- **Exercise brief**
Set down the material exactly as given, please, from its first line through the line that includes "-> Result<AccessToken, FeedError>".

--*--

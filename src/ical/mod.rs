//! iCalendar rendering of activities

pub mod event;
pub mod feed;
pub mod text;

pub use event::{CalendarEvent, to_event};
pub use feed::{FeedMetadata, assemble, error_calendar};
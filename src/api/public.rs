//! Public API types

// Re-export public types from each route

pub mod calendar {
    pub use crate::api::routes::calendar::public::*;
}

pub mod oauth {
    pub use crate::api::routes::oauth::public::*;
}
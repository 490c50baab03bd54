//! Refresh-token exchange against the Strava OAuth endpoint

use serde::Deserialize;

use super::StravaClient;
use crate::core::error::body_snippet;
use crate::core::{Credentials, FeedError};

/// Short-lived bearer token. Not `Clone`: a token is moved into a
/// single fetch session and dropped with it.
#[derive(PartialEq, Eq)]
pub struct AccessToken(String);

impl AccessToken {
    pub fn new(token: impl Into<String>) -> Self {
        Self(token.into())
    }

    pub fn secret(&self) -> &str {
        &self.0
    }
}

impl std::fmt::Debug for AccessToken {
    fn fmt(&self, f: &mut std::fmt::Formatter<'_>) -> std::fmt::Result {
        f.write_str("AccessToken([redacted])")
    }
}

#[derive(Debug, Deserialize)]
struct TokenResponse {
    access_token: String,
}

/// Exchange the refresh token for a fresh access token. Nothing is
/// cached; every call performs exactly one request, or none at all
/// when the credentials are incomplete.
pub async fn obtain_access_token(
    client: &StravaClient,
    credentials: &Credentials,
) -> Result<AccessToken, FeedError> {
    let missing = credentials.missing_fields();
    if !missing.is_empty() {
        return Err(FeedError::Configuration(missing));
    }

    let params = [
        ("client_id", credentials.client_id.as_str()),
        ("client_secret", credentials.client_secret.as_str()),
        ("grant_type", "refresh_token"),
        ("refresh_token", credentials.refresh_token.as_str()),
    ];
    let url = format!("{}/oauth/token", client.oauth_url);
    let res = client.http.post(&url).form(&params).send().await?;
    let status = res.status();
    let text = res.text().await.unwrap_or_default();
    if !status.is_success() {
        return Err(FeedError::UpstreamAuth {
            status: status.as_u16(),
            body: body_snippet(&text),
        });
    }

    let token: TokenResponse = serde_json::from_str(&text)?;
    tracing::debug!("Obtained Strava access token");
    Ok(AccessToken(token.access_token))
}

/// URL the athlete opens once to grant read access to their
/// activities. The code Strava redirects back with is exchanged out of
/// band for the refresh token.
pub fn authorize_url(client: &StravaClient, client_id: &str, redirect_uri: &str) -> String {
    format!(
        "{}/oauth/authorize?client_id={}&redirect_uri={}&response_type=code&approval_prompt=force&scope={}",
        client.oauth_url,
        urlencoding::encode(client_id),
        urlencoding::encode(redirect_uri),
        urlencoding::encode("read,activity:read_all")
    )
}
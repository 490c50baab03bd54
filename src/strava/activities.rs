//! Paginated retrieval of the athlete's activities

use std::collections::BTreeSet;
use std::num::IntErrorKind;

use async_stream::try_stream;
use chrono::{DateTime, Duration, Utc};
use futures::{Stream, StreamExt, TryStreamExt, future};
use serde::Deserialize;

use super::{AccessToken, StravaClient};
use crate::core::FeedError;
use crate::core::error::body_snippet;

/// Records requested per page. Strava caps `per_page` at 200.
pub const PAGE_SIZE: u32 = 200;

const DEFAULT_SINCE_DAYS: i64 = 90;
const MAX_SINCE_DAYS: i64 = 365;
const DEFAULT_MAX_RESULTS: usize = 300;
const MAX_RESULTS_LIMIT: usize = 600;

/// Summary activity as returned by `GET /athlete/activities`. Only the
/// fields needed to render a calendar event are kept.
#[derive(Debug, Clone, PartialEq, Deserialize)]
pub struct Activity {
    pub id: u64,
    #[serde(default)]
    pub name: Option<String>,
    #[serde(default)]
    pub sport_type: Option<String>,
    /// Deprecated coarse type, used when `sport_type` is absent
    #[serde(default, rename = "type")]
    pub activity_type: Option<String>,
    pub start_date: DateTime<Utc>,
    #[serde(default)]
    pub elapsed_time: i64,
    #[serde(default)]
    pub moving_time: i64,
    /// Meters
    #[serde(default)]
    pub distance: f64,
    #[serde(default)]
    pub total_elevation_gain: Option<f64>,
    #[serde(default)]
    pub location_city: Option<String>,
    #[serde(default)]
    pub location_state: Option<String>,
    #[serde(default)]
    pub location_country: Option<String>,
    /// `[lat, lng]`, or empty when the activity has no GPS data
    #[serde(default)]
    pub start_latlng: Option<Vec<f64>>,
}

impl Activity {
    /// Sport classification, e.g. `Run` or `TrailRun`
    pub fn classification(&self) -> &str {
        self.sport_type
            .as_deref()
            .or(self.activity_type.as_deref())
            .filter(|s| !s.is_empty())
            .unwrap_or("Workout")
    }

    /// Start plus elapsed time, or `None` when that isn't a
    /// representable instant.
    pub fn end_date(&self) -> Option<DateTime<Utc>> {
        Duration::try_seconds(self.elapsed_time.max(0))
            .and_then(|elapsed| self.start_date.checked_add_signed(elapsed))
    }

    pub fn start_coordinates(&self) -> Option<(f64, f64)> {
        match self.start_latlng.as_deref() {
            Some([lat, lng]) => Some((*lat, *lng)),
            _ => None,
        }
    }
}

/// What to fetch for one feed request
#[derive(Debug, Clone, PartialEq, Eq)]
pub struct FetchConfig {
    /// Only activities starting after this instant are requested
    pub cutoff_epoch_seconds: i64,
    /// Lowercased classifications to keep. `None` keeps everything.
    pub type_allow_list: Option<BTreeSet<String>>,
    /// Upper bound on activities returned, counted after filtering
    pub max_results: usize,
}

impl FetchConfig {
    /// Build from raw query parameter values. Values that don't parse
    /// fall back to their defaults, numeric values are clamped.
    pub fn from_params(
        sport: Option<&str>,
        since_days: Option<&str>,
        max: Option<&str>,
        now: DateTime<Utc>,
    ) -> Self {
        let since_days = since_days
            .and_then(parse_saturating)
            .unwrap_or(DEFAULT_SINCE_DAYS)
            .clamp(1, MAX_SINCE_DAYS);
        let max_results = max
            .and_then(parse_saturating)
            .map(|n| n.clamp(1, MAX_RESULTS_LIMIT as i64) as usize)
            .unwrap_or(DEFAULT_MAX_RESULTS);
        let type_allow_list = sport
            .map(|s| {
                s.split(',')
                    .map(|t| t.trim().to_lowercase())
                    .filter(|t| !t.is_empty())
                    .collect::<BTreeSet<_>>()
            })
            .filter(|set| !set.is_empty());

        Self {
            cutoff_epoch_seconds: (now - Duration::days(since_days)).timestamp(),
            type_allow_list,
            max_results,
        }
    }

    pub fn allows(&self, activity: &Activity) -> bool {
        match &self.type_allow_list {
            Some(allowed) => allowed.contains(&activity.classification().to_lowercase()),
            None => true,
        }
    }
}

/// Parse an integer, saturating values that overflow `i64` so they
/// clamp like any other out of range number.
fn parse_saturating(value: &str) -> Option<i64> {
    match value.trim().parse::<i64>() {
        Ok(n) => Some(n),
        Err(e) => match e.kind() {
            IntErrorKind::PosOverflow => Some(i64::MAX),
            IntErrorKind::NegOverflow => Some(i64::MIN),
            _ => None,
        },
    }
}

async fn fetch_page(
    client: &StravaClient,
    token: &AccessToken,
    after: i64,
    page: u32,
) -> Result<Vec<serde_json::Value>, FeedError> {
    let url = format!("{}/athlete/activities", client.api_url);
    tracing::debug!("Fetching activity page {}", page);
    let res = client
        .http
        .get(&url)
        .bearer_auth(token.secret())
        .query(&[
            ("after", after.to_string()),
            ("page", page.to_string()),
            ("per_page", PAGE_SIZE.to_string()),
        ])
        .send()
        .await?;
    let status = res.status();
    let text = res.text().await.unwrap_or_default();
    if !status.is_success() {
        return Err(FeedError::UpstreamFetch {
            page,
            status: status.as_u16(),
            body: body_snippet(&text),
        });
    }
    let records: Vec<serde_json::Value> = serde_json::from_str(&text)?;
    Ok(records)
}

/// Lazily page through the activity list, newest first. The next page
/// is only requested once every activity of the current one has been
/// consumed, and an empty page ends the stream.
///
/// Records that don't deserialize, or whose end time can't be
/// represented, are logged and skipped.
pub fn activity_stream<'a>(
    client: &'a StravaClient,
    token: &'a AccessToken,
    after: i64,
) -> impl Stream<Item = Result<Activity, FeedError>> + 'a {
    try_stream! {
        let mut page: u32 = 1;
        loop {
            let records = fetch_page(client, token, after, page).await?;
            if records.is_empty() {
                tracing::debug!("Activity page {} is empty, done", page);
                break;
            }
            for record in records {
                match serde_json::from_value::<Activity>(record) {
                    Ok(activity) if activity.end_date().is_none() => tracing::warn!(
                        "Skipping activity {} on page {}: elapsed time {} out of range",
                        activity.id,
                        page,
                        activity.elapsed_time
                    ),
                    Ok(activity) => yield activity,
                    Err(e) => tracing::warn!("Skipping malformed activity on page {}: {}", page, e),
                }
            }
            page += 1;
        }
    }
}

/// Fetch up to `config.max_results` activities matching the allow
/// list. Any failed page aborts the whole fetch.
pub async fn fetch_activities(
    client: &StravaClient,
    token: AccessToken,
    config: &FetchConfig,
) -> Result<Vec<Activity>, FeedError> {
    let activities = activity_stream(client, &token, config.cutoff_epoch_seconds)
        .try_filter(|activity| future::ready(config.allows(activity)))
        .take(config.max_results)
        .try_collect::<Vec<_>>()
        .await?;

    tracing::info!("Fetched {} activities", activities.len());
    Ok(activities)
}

--*--

- **Answer box**
filename src/ical/mod.rs
//! iCalendar rendering of activities

pub mod event;
pub mod feed;
pub mod text;

pub use event::{CalendarEvent, to_event};
pub use feed::{FeedMetadata, assemble, error_calendar};
filename src/api/public.rs
//! Public API types

// Re-export public types from each route

pub mod calendar {
    pub use crate::api::routes::calendar::public::*;
}

pub mod oauth {
    pub use crate::api::routes::oauth::public::*;
}
repository 490c50baab03bd54
//! Refresh-token exchange against the Strava OAuth endpoint

use serde::Deserialize;

use super::StravaClient;
use crate::core::error::body_snippet;
use crate::core::{Credentials, FeedError};

/// Short-lived bearer token. Not `Clone`: a token is moved into a
/// single fetch session and dropped with it.
#[derive(PartialEq, Eq)]
pub struct AccessToken(String);

impl AccessToken {
    pub fn new(token: impl Into<String>) -> Self {
        Self(token.into())
    }

    pub fn secret(&self) -> &str {
        &self.0
    }
}

impl std::fmt::Debug for AccessToken {
    fn fmt(&self, f: &mut std::fmt::Formatter<'_>) -> std::fmt::Result {
        f.write_str("AccessToken([redacted])")
    }
}

#[derive(Debug, Deserialize)]
struct TokenResponse {
    access_token: String,
}

/// Exchange the refresh token for a fresh access token. Nothing is
/// cached; every call performs exactly one request, or none at all
/// when the credentials are incomplete.
pub async fn obtain_access_token(
    client: &StravaClient,
    credentials: &Credentials,
) -> Result<AccessToken, FeedError> {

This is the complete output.